The problem>
For the records below, report how many lines include the string "error", leaving out everything except the number.

Data under study>
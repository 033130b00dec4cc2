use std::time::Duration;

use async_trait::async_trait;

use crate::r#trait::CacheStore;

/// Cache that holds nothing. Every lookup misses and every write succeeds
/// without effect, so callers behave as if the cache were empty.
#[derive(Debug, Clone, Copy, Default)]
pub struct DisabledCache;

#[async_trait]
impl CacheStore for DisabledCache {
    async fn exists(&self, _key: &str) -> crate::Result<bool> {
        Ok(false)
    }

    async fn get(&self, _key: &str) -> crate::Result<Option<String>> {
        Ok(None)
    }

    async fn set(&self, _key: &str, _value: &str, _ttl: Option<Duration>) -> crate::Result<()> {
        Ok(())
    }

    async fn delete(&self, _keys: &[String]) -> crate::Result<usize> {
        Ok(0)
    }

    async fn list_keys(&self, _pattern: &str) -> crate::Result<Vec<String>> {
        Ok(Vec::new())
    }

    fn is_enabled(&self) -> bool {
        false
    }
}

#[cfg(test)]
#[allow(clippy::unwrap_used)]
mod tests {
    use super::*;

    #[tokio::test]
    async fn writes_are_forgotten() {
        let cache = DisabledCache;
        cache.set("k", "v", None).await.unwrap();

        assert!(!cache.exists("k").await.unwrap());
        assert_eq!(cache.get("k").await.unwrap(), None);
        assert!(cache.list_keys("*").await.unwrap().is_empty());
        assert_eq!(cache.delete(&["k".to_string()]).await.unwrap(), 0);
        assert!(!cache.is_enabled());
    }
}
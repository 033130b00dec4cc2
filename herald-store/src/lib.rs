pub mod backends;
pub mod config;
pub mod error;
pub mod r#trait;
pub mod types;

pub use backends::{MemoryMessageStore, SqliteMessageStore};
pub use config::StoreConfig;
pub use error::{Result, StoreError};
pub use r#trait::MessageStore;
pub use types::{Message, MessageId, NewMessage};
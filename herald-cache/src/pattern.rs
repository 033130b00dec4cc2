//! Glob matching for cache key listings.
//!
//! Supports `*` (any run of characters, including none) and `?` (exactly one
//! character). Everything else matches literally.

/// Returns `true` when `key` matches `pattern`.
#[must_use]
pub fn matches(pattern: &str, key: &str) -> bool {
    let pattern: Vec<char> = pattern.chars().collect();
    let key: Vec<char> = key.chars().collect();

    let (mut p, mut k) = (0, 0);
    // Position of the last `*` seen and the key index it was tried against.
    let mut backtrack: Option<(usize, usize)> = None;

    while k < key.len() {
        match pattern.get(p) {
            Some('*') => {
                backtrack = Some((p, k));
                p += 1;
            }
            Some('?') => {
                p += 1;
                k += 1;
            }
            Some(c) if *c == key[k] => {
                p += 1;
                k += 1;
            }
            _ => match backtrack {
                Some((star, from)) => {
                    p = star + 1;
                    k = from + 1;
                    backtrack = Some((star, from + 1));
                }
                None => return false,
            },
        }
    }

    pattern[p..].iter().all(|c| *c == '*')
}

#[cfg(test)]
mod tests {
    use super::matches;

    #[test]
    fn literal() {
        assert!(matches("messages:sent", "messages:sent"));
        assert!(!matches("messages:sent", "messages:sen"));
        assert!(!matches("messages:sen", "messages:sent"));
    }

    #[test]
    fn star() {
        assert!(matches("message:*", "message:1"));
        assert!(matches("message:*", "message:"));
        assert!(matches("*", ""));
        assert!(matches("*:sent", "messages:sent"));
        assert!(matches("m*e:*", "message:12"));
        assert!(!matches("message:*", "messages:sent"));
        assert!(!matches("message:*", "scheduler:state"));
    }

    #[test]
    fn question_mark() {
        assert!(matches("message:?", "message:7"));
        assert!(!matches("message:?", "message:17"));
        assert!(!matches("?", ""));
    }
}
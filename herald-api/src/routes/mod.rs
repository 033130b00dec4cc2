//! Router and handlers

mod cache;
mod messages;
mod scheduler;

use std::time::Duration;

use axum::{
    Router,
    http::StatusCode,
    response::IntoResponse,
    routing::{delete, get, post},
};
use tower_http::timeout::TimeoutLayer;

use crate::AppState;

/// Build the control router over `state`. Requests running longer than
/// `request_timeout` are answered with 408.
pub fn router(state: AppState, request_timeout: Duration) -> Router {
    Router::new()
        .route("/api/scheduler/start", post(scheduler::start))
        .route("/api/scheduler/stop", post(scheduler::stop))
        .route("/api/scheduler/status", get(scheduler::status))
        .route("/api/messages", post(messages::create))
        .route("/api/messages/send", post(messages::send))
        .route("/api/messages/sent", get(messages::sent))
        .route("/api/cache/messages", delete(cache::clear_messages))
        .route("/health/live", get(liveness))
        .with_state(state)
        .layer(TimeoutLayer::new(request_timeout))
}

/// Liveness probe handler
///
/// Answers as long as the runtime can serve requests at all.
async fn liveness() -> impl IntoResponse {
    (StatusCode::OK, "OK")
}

Response>
2